From the listing below, select every line where the word "Serialize" appears.

[MATERIAL PROVIDED Boundary: Start]

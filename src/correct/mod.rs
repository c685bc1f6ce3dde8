//! Multiple testing correction.

pub mod bh;

pub use bh::{correct_bh, correct_by};

use serde::{Deserialize, Serialize};

/// Rank-based FDR procedure.
#[derive(Debug, Clone, Copy, PartialEq, Eq, Default, Serialize, Deserialize)]
#[serde(rename_all = "snake_case")]
pub enum CorrectionMethod {
    #[default]
    BenjaminiHochberg,
    BenjaminiYekutieli,
}

impl CorrectionMethod {
    /// Adjust a batch of p-values that were tested together.
    pub fn apply(&self, p_values: &[f64]) -> Vec<f64> {
        match self {
            Self::BenjaminiHochberg => correct_bh(p_values),
            Self::BenjaminiYekutieli => correct_by(p_values),
        }
    }
}

impl std::str::FromStr for CorrectionMethod {
    type Err = String;

    fn from_str(s: &str) -> std::result::Result<Self, Self::Err> {
        match s.to_ascii_lowercase().as_str() {
            "bh" | "benjamini_hochberg" => Ok(Self::BenjaminiHochberg),
            "by" | "benjamini_yekutieli" => Ok(Self::BenjaminiYekutieli),
            other => Err(format!("unknown correction method '{}'", other)),
        }
    }
}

[MATERIAL PROVIDED Boundary: End]

▶ THE ANSWER:
use serde::{Deserialize, Serialize};
#[derive(Debug, Clone, Copy, PartialEq, Eq, Default, Serialize, Deserialize)]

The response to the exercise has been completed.